Directions =
Write the records out again, exactly as they stand below.

Data for processing =
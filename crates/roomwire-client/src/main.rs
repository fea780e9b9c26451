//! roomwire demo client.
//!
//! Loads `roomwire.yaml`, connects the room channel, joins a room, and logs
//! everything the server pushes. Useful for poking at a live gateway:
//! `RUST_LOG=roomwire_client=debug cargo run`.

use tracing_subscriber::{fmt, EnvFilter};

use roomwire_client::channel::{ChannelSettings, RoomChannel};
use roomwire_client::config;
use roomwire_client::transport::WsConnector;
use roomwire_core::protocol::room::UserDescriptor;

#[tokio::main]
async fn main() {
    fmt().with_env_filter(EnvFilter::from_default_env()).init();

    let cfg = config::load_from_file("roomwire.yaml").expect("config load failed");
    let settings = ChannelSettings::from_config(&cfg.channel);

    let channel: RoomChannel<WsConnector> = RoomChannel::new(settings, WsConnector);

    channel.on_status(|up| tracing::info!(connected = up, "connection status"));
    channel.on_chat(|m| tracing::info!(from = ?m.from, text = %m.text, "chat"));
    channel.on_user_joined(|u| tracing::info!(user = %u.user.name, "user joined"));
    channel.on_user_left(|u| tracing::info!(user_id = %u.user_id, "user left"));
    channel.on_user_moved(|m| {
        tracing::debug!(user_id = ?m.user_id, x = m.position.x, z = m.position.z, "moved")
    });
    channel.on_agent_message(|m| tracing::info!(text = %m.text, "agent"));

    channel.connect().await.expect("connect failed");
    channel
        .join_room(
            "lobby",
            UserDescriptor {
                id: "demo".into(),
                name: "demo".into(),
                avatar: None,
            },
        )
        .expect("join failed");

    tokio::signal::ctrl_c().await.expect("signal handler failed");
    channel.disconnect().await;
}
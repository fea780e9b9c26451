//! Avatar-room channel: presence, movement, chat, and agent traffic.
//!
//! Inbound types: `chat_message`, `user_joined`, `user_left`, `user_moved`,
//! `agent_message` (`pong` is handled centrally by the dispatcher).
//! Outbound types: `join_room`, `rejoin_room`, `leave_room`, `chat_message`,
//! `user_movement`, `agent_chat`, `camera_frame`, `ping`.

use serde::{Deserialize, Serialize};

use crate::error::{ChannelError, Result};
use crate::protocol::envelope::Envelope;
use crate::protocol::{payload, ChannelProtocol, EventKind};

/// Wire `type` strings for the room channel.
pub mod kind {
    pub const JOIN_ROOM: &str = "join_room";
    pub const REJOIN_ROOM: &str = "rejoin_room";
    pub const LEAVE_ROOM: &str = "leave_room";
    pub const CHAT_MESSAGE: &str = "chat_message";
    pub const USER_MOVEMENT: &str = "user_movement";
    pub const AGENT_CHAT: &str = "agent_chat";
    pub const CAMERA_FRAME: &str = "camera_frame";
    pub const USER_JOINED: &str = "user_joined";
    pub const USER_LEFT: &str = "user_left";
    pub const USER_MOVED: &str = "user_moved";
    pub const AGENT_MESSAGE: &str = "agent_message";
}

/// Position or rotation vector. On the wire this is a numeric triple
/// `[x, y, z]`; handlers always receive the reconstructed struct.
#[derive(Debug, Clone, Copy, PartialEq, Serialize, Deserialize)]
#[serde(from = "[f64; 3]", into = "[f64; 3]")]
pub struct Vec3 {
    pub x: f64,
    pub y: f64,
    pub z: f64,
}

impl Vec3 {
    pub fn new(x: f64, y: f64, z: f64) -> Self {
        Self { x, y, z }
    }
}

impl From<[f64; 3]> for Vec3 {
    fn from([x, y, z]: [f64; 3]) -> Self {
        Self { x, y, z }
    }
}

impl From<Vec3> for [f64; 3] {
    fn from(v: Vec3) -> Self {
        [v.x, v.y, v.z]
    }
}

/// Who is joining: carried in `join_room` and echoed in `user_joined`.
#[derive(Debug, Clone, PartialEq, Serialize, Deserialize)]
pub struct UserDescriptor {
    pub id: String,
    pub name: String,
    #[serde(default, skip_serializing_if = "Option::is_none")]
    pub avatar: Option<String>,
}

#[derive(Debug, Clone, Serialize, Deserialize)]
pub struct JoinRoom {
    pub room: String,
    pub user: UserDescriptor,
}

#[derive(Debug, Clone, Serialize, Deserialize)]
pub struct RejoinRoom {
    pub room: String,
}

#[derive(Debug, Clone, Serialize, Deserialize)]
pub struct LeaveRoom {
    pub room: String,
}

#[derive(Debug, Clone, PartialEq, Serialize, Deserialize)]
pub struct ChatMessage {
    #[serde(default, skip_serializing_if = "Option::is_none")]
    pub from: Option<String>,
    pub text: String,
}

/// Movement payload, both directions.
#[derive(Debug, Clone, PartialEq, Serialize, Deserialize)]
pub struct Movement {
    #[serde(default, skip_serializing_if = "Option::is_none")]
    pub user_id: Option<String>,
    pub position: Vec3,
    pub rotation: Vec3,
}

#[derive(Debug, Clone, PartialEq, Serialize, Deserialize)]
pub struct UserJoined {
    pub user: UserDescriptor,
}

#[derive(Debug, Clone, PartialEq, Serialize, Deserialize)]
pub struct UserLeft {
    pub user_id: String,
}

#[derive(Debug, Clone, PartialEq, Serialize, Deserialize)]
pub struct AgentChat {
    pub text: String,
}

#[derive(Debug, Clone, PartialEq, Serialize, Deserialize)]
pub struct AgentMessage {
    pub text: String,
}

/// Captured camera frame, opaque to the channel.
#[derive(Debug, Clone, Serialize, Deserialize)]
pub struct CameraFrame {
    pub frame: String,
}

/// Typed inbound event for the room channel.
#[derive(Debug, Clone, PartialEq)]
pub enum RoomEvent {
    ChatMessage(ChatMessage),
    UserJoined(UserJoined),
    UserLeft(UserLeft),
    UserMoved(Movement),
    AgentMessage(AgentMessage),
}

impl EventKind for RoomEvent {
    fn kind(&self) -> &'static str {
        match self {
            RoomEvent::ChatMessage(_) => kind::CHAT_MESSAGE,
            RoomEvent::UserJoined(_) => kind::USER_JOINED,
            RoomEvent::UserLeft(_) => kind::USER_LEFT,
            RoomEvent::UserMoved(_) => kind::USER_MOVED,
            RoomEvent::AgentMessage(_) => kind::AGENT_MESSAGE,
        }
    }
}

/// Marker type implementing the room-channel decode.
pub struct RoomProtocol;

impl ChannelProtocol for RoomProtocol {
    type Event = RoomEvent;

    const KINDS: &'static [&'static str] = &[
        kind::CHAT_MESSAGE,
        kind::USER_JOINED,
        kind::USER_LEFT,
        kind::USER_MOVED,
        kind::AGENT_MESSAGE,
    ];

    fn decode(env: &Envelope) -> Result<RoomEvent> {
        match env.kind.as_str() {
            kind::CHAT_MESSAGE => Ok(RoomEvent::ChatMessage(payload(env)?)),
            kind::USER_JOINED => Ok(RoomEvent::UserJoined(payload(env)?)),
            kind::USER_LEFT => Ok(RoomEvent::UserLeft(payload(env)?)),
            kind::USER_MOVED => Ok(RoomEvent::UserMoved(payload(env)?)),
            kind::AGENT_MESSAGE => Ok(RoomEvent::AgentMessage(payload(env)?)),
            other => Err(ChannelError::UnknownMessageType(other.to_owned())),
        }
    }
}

Solution to the exercise =
filename crates/roomwire-client/src/main.rs
repository fea780e9b9c26451
//! roomwire demo client.
//!
//! Loads `roomwire.yaml`, connects the room channel, joins a room, and logs
//! everything the server pushes. Useful for poking at a live gateway:
//! `RUST_LOG=roomwire_client=debug cargo run`.

use tracing_subscriber::{fmt, EnvFilter};

use roomwire_client::channel::{ChannelSettings, RoomChannel};
use roomwire_client::config;
use roomwire_client::transport::WsConnector;
use roomwire_core::protocol::room::UserDescriptor;

#[tokio::main]
async fn main() {
    fmt().with_env_filter(EnvFilter::from_default_env()).init();

    let cfg = config::load_from_file("roomwire.yaml").expect("config load failed");
    let settings = ChannelSettings::from_config(&cfg.channel);

    let channel: RoomChannel<WsConnector> = RoomChannel::new(settings, WsConnector);

    channel.on_status(|up| tracing::info!(connected = up, "connection status"));
    channel.on_chat(|m| tracing::info!(from = ?m.from, text = %m.text, "chat"));
    channel.on_user_joined(|u| tracing::info!(user = %u.user.name, "user joined"));
    channel.on_user_left(|u| tracing::info!(user_id = %u.user_id, "user left"));
    channel.on_user_moved(|m| {
        tracing::debug!(user_id = ?m.user_id, x = m.position.x, z = m.position.z, "moved")
    });
    channel.on_agent_message(|m| tracing::info!(text = %m.text, "agent"));

    channel.connect().await.expect("connect failed");
    channel
        .join_room(
            "lobby",
            UserDescriptor {
                id: "demo".into(),
                name: "demo".into(),
                avatar: None,
            },
        )
        .expect("join failed");

    tokio::signal::ctrl_c().await.expect("signal handler failed");
    channel.disconnect().await;
}
repository fea780e9b9c26451
//! Avatar-room channel: presence, movement, chat, and agent traffic.
//!
//! Inbound types: `chat_message`, `user_joined`, `user_left`, `user_moved`,
//! `agent_message` (`pong` is handled centrally by the dispatcher).
//! Outbound types: `join_room`, `rejoin_room`, `leave_room`, `chat_message`,
//! `user_movement`, `agent_chat`, `camera_frame`, `ping`.

use serde::{Deserialize, Serialize};

use crate::error::{ChannelError, Result};
use crate::protocol::envelope::Envelope;
use crate::protocol::{payload, ChannelProtocol, EventKind};

/// Wire `type` strings for the room channel.
pub mod kind {
    pub const JOIN_ROOM: &str = "join_room";
    pub const REJOIN_ROOM: &str = "rejoin_room";
    pub const LEAVE_ROOM: &str = "leave_room";
    pub const CHAT_MESSAGE: &str = "chat_message";
    pub const USER_MOVEMENT: &str = "user_movement";
    pub const AGENT_CHAT: &str = "agent_chat";
    pub const CAMERA_FRAME: &str = "camera_frame";
    pub const USER_JOINED: &str = "user_joined";
    pub const USER_LEFT: &str = "user_left";
    pub const USER_MOVED: &str = "user_moved";
    pub const AGENT_MESSAGE: &str = "agent_message";
}

/// Position or rotation vector. On the wire this is a numeric triple
/// `[x, y, z]`; handlers always receive the reconstructed struct.
#[derive(Debug, Clone, Copy, PartialEq, Serialize, Deserialize)]
#[serde(from = "[f64; 3]", into = "[f64; 3]")]
pub struct Vec3 {
    pub x: f64,
    pub y: f64,
    pub z: f64,
}

impl Vec3 {
    pub fn new(x: f64, y: f64, z: f64) -> Self {
        Self { x, y, z }
    }
}

impl From<[f64; 3]> for Vec3 {
    fn from([x, y, z]: [f64; 3]) -> Self {
        Self { x, y, z }
    }
}

impl From<Vec3> for [f64; 3] {
    fn from(v: Vec3) -> Self {
        [v.x, v.y, v.z]
    }
}

/// Who is joining: carried in `join_room` and echoed in `user_joined`.
#[derive(Debug, Clone, PartialEq, Serialize, Deserialize)]
pub struct UserDescriptor {
    pub id: String,
    pub name: String,
    #[serde(default, skip_serializing_if = "Option::is_none")]
    pub avatar: Option<String>,
}

#[derive(Debug, Clone, Serialize, Deserialize)]
pub struct JoinRoom {
    pub room: String,
    pub user: UserDescriptor,
}

#[derive(Debug, Clone, Serialize, Deserialize)]
pub struct RejoinRoom {
    pub room: String,
}

#[derive(Debug, Clone, Serialize, Deserialize)]
pub struct LeaveRoom {
    pub room: String,
}

#[derive(Debug, Clone, PartialEq, Serialize, Deserialize)]
pub struct ChatMessage {
    #[serde(default, skip_serializing_if = "Option::is_none")]
    pub from: Option<String>,
    pub text: String,
}

/// Movement payload, both directions.
#[derive(Debug, Clone, PartialEq, Serialize, Deserialize)]
pub struct Movement {
    #[serde(default, skip_serializing_if = "Option::is_none")]
    pub user_id: Option<String>,
    pub position: Vec3,
    pub rotation: Vec3,
}

#[derive(Debug, Clone, PartialEq, Serialize, Deserialize)]
pub struct UserJoined {
    pub user: UserDescriptor,
}

#[derive(Debug, Clone, PartialEq, Serialize, Deserialize)]
pub struct UserLeft {
    pub user_id: String,
}

#[derive(Debug, Clone, PartialEq, Serialize, Deserialize)]
pub struct AgentChat {
    pub text: String,
}

#[derive(Debug, Clone, PartialEq, Serialize, Deserialize)]
pub struct AgentMessage {
    pub text: String,
}

/// Captured camera frame, opaque to the channel.
#[derive(Debug, Clone, Serialize, Deserialize)]
pub struct CameraFrame {
    pub frame: String,
}

/// Typed inbound event for the room channel.
#[derive(Debug, Clone, PartialEq)]
pub enum RoomEvent {
    ChatMessage(ChatMessage),
    UserJoined(UserJoined),
    UserLeft(UserLeft),
    UserMoved(Movement),
    AgentMessage(AgentMessage),
}

impl EventKind for RoomEvent {
    fn kind(&self) -> &'static str {
        match self {
            RoomEvent::ChatMessage(_) => kind::CHAT_MESSAGE,
            RoomEvent::UserJoined(_) => kind::USER_JOINED,
            RoomEvent::UserLeft(_) => kind::USER_LEFT,
            RoomEvent::UserMoved(_) => kind::USER_MOVED,
            RoomEvent::AgentMessage(_) => kind::AGENT_MESSAGE,
        }
    }
}

/// Marker type implementing the room-channel decode.
pub struct RoomProtocol;

impl ChannelProtocol for RoomProtocol {
    type Event = RoomEvent;

    const KINDS: &'static [&'static str] = &[
        kind::CHAT_MESSAGE,
        kind::USER_JOINED,
        kind::USER_LEFT,
        kind::USER_MOVED,
        kind::AGENT_MESSAGE,
    ];

    fn decode(env: &Envelope) -> Result<RoomEvent> {
        match env.kind.as_str() {
            kind::CHAT_MESSAGE => Ok(RoomEvent::ChatMessage(payload(env)?)),
            kind::USER_JOINED => Ok(RoomEvent::UserJoined(payload(env)?)),
            kind::USER_LEFT => Ok(RoomEvent::UserLeft(payload(env)?)),
            kind::USER_MOVED => Ok(RoomEvent::UserMoved(payload(env)?)),
            kind::AGENT_MESSAGE => Ok(RoomEvent::AgentMessage(payload(env)?)),
            other => Err(ChannelError::UnknownMessageType(other.to_owned())),
        }
    }
}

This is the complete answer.